__Task prompt__
Say how many lines in the entries hold the string "across", giving the number by itself.

__Records provided__
//! Paginated fetch engine with transparent result caching
//!
//! Resolves each planned [`FetchTask`] to its complete, ordered sequence of
//! result batches (one batch per non-empty page). Cached tasks replay from
//! disk without a network call. For the rest, page 1 is requested up front;
//! once its envelope reveals the total page count, the remaining pages are
//! requested concurrently, bounded by a worker limit, and their batches are
//! yielded in page order regardless of arrival order.
//!
//! Individual page failures (transport errors, non-success statuses, bodies
//! that are not valid JSON) degrade to an empty envelope and a log line; they
//! never abort sibling pages or other tasks.

use std::path::PathBuf;
use std::sync::Arc;

use futures::stream::{self, Stream, StreamExt};
use reqwest::Client;
use serde::Deserialize;
use tokio::sync::Semaphore;
use tokio::task::JoinHandle;

use crate::cache::ResultCache;
use crate::data::{Batch, Dataset};
use crate::query::{plan, FetchTask, FilterSpec, QueryError, TimeRange};

/// Default number of concurrent page downloads
pub const DEFAULT_WORKERS: usize = 2;

/// The API's per-page response wrapper.
///
/// Every field is optional on the wire; a malformed or empty body decodes to
/// the default envelope, which carries no records and no next page.
#[derive(Debug, Clone, Default, Deserialize)]
pub struct Envelope {
    /// Records on this page
    #[serde(default)]
    pub results: Batch,
    /// Total number of records across all pages
    #[serde(default)]
    pub count: u64,
    /// URL of the next page, absent on the last page
    #[serde(default)]
    pub next: Option<String>,
}

/// Total page count implied by a first-page envelope.
fn total_pages(count: u64, first_page_len: usize) -> u32 {
    count.div_ceil(first_page_len as u64) as u32
}

/// Issues page requests through a shared connection and concurrency limit.
#[derive(Debug, Clone)]
struct PageClient {
    client: Client,
    endpoint: String,
    limiter: Arc<Semaphore>,
}

impl PageClient {
    /// Starts the request for one page of one task. The request runs in the
    /// background as soon as a worker permit is available; the returned handle
    /// resolves to the page's envelope, empty on any failure.
    fn spawn_page(&self, task: &FetchTask, page: u32) -> JoinHandle<Envelope> {
        let client = self.client.clone();
        let endpoint = self.endpoint.clone();
        let limiter = Arc::clone(&self.limiter);
        let params = task.params(page);
        let label = task.to_string();
        tracing::info!(task = %label, page, "querying results");
        tokio::spawn(async move {
            let _permit = match limiter.acquire_owned().await {
                Ok(permit) => permit,
                Err(_) => return Envelope::default(),
            };
            fetch_page(&client, &endpoint, &params, &label, page).await
        })
    }
}

/// Performs one page request, converting every failure into an empty envelope.
async fn fetch_page(
    client: &Client,
    url: &str,
    params: &[(&'static str, String)],
    task: &str,
    page: u32,
) -> Envelope {
    let response = match client.get(url).query(&params).send().await {
        Ok(response) => response,
        Err(e) => {
            tracing::error!(task, page, error = %e, "request failed");
            return Envelope::default();
        }
    };
    if !response.status().is_success() {
        tracing::warn!(task, page, status = %response.status(), "non-success response");
        return Envelope::default();
    }
    let body = match response.text().await {
        Ok(body) => body,
        Err(e) => {
            tracing::error!(task, page, error = %e, "could not read response body");
            return Envelope::default();
        }
    };
    match serde_json::from_str(&body) {
        Ok(envelope) => envelope,
        Err(e) => {
            tracing::error!(task, page, error = %e, "could not decode response body");
            Envelope::default()
        }
    }
}

/// A task after the cache-check phase: either replayed from disk or pending
/// with its page-1 request already in flight.
enum Prepared {
    Cached(Vec<Batch>),
    Pending {
        task: FetchTask,
        key: String,
        first: JoinHandle<Envelope>,
    },
}

/// Resolves one prepared task to its ordered batches, writing the cache entry
/// once the whole page sequence has been collected.
async fn resolve(pages: PageClient, cache: Option<ResultCache>, prepared: Prepared) -> Vec<Batch> {
    let (task, key, first) = match prepared {
        Prepared::Cached(batches) => return batches,
        Prepared::Pending { task, key, first } => (task, key, first),
    };

    let first = first.await.unwrap_or_default();
    let mut collected: Vec<Batch> = Vec::new();

    if first.results.is_empty() {
        tracing::warn!(task = %task, "no results");
        return collected;
    }

    let first_page_len = first.results.len();
    let count = first.count;
    let has_next = first.next.is_some();
    collected.push(first.results);

    if has_next {
        let nb_pages = total_pages(count, first_page_len);
        tracing::info!(task = %task, remaining = nb_pages.saturating_sub(1), "more pages to query");
        let handles: Vec<(u32, JoinHandle<Envelope>)> = (2..=nb_pages)
            .map(|page| (page, pages.spawn_page(&task, page)))
            .collect();
        for (page, handle) in handles {
            let envelope = handle.await.unwrap_or_default();
            if envelope.results.is_empty() {
                tracing::warn!(task = %task, page, "no results");
            } else {
                collected.push(envelope.results);
            }
        }
    }

    // A task with zero records is never cached, so a later call re-checks
    // the API instead of replaying an empty entry.
    if let Some(cache) = &cache {
        if !collected.is_empty() {
            match cache.write(&key, &collected) {
                Ok(()) => tracing::info!(key = %key, "caching results to disk"),
                Err(e) => tracing::error!(key = %key, error = %e, "could not write cache entry"),
            }
        }
    }

    collected
}

/// Fetches a dataset's records, following pagination and caching results.
///
/// One fetcher serves one [`Dataset`]; the HTTP client, endpoint URL, cache
/// location, and concurrency limit are all explicit and overridable.
#[derive(Debug, Clone)]
pub struct Fetcher {
    dataset: Dataset,
    pages: PageClient,
    cache: Option<ResultCache>,
}

impl Fetcher {
    /// Creates a fetcher for the given dataset with a fresh HTTP client, the
    /// dataset's default endpoint, the user cache directory, and
    /// [`DEFAULT_WORKERS`] concurrent downloads.
    pub fn new(dataset: Dataset) -> Self {
        Self {
            dataset,
            pages: PageClient {
                client: Client::new(),
                endpoint: dataset.endpoint.to_string(),
                limiter: Arc::new(Semaphore::new(DEFAULT_WORKERS)),
            },
            cache: ResultCache::new(),
        }
    }

    /// Uses an existing HTTP client instead of constructing one.
    pub fn with_client(mut self, client: Client) -> Self {
        self.pages.client = client;
        self
    }

    /// Overrides the API endpoint URL.
    pub fn with_endpoint(mut self, url: impl Into<String>) -> Self {
        self.pages.endpoint = url.into();
        self
    }

    /// Sets the maximum number of concurrent page downloads (at least 1).
    pub fn with_workers(mut self, workers: usize) -> Self {
        self.pages.limiter = Arc::new(Semaphore::new(workers.max(1)));
        self
    }

    /// Stores cached results under the given directory.
    pub fn with_cache_dir(mut self, dir: PathBuf) -> Self {
        self.cache = Some(ResultCache::with_dir(dir));
        self
    }

    /// Disables the on-disk cache for both reads and writes.
    pub fn without_cache(mut self) -> Self {
        self.cache = None;
        self
    }

    /// Fetches all records matching the given filters and time range.
    ///
    /// Returns a finite, non-restartable stream of record batches, one per
    /// non-empty page, in page order within each task and in plan order
    /// across tasks. Consuming the stream to its end guarantees every
    /// available page was fetched or loaded from cache exactly once.
    ///
    /// Fails only with [`QueryError::InvalidQuery`], before any request is
    /// made; per-page failures are logged and shrink the stream instead of
    /// ending it early.
    ///
    /// Must be called from within a tokio runtime.
    pub fn get_results(
        &self,
        filters: &FilterSpec,
        range: TimeRange,
        af: u8,
    ) -> Result<impl Stream<Item = Batch> + Send, QueryError> {
        let tasks = plan(&self.dataset, filters, range, af)?;

        // Cache checks for every task come first; page-1 requests are fired
        // only for the misses, before any result is consumed.
        let mut prepared = Vec::with_capacity(tasks.len());
        for task in tasks {
            let key = task.cache_key();
            match self.cache.as_ref().and_then(|cache| cache.read(&key)) {
                Some(batches) => {
                    tracing::info!(task = %task, "loading results from cache");
                    prepared.push(Prepared::Cached(batches));
                }
                None => {
                    let first = self.pages.spawn_page(&task, 1);
                    prepared.push(Prepared::Pending { task, key, first });
                }
            }
        }

        let pages = self.pages.clone();
        let cache = self.cache.clone();
        Ok(stream::iter(prepared)
            .then(move |item| {
                let pages = pages.clone();
                let cache = cache.clone();
                async move { resolve(pages, cache, item).await }
            })
            .flat_map(stream::iter))
    }
}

__Response to this exercise__
2